- What this task involves: Set down the listing below verbatim, but only from its first line through the line containing "to parse config".

──────────────────────────────

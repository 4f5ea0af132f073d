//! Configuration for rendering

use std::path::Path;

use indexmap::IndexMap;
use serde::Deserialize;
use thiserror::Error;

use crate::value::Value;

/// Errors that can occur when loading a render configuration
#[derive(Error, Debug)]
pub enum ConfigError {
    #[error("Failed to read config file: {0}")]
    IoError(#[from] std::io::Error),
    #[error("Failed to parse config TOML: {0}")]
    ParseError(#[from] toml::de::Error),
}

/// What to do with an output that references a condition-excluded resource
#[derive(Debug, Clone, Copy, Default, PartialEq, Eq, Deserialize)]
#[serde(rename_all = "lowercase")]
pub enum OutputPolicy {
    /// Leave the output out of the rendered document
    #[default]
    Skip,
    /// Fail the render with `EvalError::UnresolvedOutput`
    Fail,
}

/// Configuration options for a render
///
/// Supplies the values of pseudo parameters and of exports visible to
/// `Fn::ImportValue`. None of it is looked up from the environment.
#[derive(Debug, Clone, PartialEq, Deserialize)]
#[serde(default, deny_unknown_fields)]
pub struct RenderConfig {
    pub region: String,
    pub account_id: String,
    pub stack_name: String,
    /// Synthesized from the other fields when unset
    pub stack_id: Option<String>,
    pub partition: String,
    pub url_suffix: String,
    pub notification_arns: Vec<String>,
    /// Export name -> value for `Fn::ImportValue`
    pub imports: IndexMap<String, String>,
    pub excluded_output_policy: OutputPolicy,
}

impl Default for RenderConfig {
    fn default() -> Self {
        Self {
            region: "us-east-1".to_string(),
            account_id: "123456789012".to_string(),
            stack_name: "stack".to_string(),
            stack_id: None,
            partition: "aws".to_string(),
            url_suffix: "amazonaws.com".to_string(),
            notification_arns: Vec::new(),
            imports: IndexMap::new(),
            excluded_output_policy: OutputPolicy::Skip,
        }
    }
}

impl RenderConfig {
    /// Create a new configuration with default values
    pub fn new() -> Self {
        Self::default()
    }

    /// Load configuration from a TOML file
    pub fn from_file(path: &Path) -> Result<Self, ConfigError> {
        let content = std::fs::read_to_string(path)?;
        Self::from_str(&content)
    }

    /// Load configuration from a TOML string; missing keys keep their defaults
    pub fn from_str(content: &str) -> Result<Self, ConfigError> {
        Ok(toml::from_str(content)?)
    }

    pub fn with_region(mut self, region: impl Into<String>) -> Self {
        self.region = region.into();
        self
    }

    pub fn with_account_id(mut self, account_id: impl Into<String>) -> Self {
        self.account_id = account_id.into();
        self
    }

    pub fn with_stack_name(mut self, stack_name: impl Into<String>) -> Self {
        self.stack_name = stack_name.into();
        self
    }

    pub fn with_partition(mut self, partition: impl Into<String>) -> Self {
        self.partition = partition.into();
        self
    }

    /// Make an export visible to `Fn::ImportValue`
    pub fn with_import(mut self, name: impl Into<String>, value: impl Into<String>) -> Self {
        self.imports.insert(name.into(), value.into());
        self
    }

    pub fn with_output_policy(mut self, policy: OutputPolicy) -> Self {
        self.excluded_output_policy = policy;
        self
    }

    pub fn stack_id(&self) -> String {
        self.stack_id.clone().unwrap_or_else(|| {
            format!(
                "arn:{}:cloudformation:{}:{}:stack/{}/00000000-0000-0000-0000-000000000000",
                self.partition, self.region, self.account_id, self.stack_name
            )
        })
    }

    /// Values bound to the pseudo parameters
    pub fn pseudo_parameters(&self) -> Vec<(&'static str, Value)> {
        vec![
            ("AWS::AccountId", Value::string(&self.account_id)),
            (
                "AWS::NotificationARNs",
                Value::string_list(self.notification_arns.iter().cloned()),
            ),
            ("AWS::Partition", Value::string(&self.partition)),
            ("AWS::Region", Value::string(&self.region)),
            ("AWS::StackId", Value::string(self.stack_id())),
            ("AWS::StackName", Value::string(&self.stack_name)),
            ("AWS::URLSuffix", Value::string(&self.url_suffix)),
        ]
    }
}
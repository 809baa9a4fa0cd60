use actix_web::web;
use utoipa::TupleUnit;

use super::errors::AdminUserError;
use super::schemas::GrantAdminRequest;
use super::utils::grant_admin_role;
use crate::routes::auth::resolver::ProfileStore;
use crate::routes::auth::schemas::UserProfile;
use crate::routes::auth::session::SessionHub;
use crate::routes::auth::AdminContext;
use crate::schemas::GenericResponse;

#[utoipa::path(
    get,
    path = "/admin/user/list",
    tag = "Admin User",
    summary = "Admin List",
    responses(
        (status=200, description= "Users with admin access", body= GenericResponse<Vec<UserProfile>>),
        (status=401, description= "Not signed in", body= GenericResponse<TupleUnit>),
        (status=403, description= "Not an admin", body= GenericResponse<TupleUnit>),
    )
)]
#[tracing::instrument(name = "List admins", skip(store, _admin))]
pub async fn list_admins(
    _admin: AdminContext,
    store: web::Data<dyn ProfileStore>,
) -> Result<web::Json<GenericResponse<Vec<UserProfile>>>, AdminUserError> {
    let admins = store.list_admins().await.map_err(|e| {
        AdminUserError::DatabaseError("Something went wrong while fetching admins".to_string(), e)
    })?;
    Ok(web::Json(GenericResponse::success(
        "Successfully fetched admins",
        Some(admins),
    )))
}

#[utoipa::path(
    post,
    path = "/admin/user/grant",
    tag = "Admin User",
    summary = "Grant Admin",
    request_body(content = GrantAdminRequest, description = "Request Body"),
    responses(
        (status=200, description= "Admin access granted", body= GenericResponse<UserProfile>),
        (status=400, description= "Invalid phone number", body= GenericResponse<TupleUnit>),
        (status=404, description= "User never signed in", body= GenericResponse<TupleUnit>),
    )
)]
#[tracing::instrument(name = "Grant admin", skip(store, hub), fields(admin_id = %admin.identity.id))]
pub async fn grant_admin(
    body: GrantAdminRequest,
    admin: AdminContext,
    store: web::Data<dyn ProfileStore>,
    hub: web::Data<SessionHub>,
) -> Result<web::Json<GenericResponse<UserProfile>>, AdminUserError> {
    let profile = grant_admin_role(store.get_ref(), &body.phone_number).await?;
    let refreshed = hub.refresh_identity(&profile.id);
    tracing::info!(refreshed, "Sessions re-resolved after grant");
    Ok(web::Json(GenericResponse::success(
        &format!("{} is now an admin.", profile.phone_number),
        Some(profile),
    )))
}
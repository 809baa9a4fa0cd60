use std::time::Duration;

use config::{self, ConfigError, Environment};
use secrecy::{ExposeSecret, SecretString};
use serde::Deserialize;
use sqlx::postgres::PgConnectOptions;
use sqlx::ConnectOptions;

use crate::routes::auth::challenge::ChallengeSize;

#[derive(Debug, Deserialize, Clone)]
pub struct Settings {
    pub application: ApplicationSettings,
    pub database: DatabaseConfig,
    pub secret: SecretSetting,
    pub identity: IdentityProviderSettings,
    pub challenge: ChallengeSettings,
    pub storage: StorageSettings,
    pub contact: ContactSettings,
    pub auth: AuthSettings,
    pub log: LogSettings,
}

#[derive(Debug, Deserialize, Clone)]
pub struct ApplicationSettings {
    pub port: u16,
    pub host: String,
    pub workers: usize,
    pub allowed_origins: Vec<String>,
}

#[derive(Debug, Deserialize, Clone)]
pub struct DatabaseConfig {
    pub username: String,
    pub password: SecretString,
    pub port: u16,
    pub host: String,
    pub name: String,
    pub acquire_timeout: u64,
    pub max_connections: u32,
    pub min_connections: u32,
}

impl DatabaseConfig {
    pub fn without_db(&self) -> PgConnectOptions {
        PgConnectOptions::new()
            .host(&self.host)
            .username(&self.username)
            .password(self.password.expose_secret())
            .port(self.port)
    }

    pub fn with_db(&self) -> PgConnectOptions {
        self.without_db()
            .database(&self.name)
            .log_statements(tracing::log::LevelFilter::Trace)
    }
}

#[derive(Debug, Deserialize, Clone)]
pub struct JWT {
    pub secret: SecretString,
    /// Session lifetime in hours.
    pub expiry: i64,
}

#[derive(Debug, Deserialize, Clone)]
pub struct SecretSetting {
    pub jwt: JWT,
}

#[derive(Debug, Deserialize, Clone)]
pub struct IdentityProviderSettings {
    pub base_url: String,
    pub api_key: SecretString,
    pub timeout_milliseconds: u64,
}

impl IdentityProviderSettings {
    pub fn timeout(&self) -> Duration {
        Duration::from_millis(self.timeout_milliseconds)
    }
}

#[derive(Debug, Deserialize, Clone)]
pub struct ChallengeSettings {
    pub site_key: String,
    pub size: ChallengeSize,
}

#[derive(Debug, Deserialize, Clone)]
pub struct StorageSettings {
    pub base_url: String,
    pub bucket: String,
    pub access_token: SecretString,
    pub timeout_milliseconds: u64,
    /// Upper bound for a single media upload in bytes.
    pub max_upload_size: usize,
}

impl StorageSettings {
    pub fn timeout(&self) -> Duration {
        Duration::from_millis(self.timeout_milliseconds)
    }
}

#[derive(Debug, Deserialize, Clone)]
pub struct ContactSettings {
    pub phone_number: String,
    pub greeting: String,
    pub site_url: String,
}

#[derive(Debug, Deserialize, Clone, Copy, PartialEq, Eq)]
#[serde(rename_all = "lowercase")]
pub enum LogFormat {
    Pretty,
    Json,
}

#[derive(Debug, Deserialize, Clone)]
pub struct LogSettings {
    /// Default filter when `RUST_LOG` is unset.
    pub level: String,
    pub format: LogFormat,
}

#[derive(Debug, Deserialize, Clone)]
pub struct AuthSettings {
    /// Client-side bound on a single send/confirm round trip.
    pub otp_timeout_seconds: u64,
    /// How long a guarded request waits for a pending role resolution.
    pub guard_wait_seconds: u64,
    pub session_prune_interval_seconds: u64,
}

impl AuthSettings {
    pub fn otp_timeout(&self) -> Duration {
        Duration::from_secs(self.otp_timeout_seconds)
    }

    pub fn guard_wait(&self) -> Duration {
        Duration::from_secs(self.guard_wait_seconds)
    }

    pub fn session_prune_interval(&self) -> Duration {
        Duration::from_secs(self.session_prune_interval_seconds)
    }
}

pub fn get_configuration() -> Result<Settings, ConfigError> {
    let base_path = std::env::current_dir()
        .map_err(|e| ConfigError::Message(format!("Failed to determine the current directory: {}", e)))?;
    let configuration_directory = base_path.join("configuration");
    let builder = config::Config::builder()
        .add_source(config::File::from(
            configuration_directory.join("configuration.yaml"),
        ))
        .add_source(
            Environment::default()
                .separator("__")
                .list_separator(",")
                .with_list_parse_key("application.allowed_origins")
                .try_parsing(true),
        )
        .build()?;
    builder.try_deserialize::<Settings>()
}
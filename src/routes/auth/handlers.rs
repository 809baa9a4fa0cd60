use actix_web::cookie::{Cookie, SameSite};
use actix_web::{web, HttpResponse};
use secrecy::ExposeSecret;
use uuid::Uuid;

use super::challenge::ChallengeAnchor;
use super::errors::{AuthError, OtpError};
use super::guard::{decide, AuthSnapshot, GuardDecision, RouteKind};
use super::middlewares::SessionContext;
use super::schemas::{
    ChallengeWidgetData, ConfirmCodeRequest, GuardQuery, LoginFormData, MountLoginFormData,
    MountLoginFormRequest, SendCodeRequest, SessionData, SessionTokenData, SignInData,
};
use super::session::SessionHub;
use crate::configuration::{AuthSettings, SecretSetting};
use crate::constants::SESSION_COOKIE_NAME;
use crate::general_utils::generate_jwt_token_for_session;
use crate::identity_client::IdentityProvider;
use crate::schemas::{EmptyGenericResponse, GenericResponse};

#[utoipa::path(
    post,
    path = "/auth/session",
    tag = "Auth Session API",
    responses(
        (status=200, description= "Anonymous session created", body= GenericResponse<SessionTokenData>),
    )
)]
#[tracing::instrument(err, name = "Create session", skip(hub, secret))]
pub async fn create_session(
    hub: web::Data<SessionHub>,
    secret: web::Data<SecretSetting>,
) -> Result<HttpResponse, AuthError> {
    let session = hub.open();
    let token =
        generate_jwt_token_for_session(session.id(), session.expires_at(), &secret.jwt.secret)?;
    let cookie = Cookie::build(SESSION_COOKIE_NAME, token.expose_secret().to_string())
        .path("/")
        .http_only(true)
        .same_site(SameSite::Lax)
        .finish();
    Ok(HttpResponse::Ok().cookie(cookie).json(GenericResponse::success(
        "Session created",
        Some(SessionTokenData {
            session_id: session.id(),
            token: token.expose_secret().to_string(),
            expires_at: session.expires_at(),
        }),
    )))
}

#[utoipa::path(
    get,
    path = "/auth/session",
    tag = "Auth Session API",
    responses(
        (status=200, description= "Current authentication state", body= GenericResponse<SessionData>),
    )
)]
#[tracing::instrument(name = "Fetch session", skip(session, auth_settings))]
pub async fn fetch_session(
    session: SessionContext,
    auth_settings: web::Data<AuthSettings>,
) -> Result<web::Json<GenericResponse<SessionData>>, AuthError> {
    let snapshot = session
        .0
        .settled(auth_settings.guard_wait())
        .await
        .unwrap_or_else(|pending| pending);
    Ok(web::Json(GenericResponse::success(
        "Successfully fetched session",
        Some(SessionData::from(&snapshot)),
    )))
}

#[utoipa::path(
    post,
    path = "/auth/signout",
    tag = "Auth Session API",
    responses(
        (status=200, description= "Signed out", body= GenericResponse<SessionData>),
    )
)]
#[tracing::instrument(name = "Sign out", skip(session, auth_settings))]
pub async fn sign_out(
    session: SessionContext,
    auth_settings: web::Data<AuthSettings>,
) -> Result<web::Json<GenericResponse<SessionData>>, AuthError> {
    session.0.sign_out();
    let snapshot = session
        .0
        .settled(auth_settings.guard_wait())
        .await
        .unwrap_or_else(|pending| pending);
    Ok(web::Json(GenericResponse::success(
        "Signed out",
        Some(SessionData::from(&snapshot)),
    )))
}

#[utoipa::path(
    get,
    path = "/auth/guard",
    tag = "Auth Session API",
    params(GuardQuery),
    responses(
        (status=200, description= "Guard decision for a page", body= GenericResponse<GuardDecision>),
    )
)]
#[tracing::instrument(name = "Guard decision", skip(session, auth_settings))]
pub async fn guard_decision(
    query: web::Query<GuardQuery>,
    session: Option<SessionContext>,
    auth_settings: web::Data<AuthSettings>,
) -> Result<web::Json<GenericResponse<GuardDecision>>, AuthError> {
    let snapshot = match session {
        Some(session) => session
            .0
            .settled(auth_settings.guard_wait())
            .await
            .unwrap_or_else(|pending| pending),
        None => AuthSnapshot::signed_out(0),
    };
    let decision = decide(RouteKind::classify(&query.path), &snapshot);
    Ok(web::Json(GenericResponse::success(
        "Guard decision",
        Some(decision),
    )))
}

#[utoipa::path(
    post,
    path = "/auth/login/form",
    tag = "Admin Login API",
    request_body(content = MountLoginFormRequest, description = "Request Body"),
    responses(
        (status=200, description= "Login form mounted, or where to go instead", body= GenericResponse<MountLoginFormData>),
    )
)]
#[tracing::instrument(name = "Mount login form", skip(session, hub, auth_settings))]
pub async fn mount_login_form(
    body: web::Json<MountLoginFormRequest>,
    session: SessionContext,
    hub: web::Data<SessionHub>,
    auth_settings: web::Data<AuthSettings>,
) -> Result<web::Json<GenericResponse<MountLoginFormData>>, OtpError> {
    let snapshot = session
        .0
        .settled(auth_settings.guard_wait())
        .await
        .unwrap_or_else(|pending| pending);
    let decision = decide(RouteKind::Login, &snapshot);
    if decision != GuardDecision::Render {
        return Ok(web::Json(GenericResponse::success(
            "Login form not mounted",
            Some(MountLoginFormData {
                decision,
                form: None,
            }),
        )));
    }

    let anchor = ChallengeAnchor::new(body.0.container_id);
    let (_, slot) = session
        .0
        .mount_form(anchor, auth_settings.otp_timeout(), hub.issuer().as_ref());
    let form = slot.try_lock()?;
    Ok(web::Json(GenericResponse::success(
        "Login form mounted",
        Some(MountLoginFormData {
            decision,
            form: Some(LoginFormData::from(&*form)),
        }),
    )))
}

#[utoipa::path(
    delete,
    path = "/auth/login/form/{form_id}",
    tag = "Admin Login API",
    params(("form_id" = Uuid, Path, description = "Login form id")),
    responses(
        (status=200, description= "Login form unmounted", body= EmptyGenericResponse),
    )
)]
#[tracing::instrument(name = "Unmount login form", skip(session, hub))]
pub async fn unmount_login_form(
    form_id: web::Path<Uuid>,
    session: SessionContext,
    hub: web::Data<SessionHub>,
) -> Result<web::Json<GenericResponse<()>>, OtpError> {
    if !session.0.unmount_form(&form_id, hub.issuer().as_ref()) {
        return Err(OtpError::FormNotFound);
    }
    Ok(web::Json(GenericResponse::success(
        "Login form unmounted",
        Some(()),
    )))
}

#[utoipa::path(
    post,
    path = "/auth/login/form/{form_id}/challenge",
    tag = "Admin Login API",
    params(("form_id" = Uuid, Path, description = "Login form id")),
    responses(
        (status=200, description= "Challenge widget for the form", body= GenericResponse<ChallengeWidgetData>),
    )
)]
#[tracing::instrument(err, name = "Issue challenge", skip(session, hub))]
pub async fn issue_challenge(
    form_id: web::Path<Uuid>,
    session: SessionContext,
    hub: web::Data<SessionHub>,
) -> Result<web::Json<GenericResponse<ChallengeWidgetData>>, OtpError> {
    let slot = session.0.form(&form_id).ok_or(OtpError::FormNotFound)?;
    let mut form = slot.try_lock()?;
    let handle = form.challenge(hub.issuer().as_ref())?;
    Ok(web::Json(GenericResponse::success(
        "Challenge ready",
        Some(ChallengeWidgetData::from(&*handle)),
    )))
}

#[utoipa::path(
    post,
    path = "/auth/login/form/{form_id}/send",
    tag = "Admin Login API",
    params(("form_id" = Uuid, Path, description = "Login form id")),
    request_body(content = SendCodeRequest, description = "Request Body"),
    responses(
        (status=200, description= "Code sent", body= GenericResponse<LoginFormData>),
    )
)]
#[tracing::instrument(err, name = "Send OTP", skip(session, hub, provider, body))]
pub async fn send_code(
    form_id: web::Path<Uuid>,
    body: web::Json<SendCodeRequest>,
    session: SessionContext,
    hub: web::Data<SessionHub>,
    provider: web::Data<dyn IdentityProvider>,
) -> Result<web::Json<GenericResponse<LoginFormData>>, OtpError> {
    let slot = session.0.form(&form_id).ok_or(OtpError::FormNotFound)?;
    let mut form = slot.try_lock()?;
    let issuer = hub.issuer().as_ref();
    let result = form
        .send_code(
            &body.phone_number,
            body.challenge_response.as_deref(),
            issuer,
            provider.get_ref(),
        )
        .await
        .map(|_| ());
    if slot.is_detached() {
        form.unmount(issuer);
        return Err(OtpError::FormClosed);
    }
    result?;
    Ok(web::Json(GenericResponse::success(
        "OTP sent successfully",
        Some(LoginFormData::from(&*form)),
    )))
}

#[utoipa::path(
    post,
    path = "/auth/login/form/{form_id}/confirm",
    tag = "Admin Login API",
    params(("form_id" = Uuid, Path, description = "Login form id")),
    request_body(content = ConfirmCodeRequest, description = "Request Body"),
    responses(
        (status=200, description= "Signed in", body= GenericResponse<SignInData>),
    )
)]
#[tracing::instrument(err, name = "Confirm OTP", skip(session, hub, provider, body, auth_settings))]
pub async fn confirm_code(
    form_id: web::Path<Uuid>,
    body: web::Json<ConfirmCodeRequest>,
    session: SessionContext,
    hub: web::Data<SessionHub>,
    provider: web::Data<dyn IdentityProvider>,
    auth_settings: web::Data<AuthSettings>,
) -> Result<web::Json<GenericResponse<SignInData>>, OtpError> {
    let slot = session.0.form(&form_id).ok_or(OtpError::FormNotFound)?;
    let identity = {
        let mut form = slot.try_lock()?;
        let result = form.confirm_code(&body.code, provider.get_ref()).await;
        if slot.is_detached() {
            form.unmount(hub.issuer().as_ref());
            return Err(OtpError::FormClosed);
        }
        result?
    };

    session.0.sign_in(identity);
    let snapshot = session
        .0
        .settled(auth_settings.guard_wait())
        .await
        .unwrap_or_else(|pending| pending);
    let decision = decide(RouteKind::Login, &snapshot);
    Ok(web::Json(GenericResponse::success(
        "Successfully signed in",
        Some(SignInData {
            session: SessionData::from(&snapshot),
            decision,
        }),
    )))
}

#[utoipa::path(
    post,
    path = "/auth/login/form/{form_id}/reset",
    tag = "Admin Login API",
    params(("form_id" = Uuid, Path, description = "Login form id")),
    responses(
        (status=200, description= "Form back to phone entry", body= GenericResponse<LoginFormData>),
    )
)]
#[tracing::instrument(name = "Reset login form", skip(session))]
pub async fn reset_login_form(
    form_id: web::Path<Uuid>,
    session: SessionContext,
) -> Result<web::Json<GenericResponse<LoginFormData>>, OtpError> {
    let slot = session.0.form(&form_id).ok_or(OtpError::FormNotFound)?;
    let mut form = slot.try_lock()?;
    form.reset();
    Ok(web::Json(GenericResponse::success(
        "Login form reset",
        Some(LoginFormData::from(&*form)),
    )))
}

──────────────────────────────

- Reply:
repository 4f5ea0af132f073d
//! Configuration for rendering

use std::path::Path;

use indexmap::IndexMap;
use serde::Deserialize;
use thiserror::Error;

use crate::value::Value;

/// Errors that can occur when loading a render configuration
#[derive(Error, Debug)]
pub enum ConfigError {
    #[error("Failed to read config file: {0}")]
    IoError(#[from] std::io::Error),
    #[error("Failed to parse config TOML: {0}")]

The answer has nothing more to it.